**Task objective**
From the data below, repeat exactly the lines from the line with "pass through time." to the line with "- The output", both included.

**Saved data entries**
---

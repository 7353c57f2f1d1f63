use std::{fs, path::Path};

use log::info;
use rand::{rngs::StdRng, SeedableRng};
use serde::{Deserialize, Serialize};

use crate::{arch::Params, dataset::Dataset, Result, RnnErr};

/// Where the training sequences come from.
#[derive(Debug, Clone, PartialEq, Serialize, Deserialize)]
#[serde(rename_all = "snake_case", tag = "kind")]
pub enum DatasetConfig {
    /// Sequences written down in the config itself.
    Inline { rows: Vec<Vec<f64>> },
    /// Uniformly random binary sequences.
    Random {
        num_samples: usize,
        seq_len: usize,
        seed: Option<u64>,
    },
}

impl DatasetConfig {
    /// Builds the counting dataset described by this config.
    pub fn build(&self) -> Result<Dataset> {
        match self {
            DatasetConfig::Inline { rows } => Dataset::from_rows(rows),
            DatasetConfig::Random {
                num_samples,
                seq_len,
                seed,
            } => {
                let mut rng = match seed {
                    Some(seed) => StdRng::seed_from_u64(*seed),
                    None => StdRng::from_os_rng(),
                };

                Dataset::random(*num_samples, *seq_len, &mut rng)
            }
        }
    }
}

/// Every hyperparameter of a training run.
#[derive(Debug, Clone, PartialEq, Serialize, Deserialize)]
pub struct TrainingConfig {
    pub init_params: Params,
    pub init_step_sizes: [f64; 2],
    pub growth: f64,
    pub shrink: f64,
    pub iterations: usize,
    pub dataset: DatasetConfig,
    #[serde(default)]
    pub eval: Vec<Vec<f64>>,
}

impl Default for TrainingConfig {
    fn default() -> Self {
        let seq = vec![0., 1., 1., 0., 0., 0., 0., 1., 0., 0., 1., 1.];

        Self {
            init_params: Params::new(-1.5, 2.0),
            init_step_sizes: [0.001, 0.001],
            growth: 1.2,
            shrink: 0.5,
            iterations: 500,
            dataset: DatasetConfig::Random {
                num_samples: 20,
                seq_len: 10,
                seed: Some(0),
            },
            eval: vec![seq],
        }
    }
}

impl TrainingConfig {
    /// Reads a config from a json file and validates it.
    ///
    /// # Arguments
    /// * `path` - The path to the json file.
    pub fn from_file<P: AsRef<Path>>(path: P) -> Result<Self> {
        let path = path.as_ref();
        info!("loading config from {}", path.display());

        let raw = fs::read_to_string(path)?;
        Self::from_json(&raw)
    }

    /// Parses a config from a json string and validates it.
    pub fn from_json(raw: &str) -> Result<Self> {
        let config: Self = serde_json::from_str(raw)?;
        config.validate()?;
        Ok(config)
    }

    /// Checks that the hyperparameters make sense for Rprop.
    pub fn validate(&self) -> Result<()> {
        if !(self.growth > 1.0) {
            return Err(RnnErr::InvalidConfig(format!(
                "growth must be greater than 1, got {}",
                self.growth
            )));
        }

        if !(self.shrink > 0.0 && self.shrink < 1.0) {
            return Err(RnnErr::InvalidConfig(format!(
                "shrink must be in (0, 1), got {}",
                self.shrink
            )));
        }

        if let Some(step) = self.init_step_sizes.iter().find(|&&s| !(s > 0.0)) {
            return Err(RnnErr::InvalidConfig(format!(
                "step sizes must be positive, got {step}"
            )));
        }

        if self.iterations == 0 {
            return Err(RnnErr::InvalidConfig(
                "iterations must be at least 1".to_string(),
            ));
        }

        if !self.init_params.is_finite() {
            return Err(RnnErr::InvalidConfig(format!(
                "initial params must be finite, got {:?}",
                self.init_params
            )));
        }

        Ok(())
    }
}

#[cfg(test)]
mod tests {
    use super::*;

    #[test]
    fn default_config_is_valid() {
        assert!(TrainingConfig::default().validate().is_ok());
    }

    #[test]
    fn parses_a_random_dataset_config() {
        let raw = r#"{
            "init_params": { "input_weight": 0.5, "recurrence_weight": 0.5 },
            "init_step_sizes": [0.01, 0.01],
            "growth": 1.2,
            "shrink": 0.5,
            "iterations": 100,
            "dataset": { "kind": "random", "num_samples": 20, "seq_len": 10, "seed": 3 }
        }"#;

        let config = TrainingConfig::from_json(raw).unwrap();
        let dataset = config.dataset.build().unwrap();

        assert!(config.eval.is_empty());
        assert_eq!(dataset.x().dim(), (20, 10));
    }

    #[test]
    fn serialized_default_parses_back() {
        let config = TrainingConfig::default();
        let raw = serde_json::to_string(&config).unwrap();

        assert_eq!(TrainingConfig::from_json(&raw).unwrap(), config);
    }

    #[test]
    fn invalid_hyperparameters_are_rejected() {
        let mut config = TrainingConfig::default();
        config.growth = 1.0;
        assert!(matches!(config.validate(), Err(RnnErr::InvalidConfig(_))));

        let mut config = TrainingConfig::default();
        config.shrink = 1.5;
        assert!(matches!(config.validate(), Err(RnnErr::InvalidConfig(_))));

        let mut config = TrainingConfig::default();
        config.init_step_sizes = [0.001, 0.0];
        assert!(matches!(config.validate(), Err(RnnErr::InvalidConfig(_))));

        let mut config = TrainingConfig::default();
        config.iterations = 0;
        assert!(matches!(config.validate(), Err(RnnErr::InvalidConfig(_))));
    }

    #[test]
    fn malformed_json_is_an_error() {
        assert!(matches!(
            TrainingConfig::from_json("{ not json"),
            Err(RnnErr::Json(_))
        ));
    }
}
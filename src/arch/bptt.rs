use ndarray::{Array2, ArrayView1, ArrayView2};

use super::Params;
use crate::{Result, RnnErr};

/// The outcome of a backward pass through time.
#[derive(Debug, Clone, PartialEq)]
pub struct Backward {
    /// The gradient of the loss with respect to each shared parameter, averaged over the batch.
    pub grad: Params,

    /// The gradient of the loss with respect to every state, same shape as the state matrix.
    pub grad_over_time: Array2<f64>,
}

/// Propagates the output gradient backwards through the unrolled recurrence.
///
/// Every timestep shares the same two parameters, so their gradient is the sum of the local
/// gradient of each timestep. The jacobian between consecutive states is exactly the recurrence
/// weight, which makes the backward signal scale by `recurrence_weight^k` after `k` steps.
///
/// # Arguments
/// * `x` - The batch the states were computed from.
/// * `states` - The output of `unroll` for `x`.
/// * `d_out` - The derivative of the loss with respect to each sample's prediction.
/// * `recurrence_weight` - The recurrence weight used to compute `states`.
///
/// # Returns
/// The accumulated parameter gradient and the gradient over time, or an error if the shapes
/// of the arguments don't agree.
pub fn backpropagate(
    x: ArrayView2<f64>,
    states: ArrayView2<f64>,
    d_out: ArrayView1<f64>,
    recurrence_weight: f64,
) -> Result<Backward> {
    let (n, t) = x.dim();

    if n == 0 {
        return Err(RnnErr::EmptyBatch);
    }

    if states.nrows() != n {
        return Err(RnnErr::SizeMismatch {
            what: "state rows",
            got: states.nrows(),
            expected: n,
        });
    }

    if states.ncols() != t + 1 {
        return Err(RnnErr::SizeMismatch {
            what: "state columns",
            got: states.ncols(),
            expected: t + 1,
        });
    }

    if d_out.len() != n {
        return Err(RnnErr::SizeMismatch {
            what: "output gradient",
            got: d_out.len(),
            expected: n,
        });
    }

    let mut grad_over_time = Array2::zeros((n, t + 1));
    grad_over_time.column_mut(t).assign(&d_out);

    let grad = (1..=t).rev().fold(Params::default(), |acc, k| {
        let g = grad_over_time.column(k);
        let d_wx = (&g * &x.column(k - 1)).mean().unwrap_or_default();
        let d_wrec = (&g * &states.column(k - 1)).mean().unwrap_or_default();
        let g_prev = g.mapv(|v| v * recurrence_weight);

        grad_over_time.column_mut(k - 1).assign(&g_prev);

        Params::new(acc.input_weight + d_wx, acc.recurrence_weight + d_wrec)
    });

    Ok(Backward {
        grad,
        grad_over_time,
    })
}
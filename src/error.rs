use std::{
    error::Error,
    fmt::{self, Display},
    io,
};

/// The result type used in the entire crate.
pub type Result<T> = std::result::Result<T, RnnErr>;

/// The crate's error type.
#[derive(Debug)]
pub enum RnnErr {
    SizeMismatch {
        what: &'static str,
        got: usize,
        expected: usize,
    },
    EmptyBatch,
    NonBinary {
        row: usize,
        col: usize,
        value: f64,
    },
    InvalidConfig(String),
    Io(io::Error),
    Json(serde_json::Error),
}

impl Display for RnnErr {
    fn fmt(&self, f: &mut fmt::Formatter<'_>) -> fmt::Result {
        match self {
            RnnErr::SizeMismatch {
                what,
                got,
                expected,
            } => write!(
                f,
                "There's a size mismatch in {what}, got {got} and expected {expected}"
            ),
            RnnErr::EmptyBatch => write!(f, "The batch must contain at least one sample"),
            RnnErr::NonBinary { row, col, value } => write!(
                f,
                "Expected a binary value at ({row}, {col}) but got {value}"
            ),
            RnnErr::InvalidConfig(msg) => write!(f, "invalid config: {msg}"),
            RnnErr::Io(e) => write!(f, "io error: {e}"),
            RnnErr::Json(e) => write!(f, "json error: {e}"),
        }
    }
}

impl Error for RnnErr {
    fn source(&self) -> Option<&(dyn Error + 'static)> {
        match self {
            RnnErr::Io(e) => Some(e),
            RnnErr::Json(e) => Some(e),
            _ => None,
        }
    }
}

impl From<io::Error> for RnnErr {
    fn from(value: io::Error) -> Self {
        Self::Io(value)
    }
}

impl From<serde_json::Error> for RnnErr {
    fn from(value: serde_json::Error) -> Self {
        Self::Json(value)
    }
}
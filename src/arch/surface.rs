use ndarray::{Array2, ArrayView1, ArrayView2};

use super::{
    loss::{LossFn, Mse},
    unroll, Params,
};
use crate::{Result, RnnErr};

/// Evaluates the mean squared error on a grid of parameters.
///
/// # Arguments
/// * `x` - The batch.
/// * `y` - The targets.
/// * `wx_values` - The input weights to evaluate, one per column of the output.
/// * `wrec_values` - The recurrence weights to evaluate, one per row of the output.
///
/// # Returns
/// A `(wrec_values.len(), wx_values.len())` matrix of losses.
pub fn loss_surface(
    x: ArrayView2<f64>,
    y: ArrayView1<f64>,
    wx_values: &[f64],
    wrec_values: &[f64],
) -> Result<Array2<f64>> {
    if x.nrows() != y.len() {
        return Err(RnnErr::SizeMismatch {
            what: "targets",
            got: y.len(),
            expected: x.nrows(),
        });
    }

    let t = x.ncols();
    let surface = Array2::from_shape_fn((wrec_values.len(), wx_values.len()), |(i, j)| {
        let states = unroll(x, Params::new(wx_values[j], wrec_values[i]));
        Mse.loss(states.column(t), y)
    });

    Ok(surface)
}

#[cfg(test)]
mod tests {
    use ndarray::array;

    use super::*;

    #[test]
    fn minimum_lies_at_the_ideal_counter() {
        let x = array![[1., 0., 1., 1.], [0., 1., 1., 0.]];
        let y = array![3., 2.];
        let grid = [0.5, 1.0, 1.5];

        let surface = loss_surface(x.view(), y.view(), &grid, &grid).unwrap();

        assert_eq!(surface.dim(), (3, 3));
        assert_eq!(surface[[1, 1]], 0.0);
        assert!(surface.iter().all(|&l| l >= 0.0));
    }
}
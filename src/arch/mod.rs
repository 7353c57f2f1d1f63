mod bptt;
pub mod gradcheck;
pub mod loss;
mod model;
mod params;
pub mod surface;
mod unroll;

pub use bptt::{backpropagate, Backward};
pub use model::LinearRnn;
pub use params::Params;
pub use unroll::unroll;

---

**Response below**
/// The outcome of a backward pass through time.
#[derive(Debug, Clone, PartialEq)]
pub struct Backward {
    /// The gradient of the loss with respect to each shared parameter, averaged over the batch.
    pub grad: Params,

    /// The gradient of the loss with respect to every state, same shape as the state matrix.
    pub grad_over_time: Array2<f64>,
}

/// Propagates the output gradient backwards through the unrolled recurrence.
///
/// Every timestep shares the same two parameters, so their gradient is the sum of the local
/// gradient of each timestep. The jacobian between consecutive states is exactly the recurrence
/// weight, which makes the backward signal scale by `recurrence_weight^k` after `k` steps.
///
/// # Arguments
/// * `x` - The batch the states were computed from.
/// * `states` - The output of `unroll` for `x`.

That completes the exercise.